##### Input

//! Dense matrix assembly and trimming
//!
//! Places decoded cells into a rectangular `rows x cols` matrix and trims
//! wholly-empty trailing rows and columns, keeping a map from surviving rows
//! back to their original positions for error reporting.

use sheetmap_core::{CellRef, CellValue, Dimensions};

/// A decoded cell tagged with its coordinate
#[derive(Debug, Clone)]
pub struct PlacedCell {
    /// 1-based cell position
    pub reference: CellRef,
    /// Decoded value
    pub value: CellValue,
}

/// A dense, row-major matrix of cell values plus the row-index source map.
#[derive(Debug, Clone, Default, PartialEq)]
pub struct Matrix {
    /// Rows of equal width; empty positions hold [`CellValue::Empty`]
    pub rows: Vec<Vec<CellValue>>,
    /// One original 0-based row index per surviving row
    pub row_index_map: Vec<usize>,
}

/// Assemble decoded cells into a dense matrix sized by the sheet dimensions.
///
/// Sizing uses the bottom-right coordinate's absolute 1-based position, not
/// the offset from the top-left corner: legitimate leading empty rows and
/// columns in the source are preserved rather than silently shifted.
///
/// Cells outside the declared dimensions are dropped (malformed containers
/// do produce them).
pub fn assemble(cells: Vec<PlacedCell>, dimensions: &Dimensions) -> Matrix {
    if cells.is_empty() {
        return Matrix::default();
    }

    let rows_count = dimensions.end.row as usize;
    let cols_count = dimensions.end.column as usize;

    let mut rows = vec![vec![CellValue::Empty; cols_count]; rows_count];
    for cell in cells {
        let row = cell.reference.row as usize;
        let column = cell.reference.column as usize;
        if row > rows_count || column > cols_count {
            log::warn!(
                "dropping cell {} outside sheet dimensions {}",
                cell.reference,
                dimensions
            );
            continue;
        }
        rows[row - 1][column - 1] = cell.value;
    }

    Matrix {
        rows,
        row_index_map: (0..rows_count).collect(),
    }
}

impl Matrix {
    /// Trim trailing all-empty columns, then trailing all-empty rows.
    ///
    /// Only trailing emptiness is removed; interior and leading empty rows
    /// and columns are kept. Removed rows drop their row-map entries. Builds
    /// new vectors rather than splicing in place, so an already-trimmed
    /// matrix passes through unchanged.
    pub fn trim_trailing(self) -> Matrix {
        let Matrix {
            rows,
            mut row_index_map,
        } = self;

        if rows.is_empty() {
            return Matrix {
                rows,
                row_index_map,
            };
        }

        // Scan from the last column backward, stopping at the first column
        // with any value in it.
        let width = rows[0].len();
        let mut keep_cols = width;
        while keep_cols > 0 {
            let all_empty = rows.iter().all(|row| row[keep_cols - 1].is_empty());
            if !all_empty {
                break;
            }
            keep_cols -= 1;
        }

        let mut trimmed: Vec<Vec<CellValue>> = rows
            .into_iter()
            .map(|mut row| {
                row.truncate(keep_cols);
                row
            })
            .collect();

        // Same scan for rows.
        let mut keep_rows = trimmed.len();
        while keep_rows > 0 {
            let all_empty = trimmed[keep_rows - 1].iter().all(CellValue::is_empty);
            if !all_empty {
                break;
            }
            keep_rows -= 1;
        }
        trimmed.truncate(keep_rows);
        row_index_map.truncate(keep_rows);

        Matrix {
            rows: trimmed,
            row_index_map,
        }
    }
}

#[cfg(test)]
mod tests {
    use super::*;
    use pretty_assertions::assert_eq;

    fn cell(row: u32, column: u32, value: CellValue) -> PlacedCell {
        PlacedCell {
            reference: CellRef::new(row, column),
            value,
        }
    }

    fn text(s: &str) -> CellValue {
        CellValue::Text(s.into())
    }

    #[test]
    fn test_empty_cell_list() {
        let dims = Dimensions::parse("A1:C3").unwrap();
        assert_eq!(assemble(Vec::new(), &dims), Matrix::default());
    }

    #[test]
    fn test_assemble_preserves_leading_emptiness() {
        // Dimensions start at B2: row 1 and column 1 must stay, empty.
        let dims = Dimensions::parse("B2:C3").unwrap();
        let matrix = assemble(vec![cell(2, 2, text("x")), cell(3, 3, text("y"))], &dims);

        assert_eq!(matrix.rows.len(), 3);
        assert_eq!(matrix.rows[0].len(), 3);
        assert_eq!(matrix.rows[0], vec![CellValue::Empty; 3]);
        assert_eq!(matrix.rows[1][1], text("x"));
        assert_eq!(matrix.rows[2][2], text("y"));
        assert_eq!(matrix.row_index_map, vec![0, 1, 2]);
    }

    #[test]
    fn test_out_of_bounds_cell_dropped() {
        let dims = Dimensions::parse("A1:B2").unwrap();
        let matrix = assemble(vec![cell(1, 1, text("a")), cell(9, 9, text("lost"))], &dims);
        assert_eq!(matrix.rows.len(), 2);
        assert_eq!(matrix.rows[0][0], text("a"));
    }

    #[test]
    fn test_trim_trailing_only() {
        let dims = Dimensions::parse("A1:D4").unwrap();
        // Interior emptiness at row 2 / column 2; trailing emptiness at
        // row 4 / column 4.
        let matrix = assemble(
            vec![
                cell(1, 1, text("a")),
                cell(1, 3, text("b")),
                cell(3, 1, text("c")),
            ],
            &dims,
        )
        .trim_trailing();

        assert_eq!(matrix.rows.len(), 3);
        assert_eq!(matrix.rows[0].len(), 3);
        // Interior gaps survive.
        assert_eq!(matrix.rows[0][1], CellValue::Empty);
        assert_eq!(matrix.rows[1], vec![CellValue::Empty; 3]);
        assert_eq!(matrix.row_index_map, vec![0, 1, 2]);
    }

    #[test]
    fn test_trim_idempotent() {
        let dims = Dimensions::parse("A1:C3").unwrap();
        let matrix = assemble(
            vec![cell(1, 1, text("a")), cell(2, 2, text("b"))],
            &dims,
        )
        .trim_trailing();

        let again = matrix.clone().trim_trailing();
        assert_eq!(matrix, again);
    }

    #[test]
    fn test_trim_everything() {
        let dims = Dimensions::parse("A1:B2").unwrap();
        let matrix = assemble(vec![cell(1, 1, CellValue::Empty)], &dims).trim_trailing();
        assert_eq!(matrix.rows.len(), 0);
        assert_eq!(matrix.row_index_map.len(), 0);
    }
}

##########

> [Action item]:
Search the data for "struct". Copy every line that has it.

> [Response]:
pub struct PlacedCell {
pub struct Matrix {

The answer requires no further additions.